— Task item —
In the listing below, locate the line containing "use std::fmt;" and the line containing "pub enum UniformValue". Output both of them and every line between, exactly as written, and nothing more.

— Given information —

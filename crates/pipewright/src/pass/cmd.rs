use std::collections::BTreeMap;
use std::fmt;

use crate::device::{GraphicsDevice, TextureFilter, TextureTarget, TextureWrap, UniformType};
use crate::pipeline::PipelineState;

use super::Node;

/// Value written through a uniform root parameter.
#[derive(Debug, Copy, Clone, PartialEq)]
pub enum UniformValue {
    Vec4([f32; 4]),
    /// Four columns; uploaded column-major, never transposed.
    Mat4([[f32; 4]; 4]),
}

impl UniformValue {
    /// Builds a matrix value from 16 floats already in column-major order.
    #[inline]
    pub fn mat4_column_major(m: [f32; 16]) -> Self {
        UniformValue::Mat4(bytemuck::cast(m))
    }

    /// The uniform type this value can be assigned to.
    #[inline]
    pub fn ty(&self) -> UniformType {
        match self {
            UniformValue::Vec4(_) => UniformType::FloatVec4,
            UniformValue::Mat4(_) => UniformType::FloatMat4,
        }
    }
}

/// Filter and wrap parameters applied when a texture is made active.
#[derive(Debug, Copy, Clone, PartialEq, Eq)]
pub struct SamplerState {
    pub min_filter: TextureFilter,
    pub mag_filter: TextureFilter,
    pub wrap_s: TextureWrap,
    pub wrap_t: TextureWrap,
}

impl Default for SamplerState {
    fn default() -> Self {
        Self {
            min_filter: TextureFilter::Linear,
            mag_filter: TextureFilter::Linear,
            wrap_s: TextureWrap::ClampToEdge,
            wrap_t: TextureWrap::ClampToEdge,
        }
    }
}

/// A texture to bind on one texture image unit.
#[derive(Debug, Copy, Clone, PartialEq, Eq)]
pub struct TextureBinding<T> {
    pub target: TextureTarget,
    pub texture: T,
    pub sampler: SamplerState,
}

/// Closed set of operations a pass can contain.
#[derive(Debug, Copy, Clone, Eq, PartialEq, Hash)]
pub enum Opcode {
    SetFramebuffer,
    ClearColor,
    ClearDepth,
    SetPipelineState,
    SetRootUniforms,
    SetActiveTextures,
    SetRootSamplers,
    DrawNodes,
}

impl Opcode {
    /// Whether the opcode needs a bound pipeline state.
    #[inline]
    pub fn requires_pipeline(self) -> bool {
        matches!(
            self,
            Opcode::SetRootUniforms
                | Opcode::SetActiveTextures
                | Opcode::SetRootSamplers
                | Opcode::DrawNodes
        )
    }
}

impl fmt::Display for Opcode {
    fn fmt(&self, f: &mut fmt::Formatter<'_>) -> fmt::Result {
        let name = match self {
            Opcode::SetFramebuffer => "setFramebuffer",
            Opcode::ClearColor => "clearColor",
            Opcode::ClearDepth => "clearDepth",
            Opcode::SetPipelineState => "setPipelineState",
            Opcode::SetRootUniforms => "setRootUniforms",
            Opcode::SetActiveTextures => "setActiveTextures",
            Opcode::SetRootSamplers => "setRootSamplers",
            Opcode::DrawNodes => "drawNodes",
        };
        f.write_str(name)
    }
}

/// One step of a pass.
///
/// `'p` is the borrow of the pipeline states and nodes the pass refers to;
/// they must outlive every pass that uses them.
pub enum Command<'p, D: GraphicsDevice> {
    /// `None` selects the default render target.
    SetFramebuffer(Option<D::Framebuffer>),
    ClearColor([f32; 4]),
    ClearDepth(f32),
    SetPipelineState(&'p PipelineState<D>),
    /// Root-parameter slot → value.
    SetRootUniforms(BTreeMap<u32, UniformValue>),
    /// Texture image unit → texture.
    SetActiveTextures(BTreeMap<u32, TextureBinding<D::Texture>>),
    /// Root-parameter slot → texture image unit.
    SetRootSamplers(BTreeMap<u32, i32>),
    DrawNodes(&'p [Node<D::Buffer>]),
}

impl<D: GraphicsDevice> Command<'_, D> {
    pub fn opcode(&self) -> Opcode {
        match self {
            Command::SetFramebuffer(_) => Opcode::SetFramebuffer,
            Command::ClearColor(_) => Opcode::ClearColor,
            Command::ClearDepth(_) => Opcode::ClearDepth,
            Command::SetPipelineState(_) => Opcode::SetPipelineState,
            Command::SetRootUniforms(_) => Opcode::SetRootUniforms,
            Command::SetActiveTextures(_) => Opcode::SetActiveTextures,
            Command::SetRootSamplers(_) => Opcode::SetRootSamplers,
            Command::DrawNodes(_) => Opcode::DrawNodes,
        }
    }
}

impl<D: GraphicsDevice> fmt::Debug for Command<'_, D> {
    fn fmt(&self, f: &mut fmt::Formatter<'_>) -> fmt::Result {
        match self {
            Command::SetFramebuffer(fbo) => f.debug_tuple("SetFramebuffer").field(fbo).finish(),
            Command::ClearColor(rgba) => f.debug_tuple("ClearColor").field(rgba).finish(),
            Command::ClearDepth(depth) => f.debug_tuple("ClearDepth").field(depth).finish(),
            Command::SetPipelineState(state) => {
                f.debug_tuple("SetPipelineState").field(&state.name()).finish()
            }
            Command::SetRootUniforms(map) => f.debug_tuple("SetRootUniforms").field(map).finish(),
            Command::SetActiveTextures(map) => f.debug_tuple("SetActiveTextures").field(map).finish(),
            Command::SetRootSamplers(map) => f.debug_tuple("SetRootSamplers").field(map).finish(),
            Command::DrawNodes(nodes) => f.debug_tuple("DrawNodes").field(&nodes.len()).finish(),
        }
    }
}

— Response to this exercise —
use std::fmt;

use crate::device::{GraphicsDevice, TextureFilter, TextureTarget, TextureWrap, UniformType};
use crate::pipeline::PipelineState;

use super::Node;

/// Value written through a uniform root parameter.
#[derive(Debug, Copy, Clone, PartialEq)]
pub enum UniformValue {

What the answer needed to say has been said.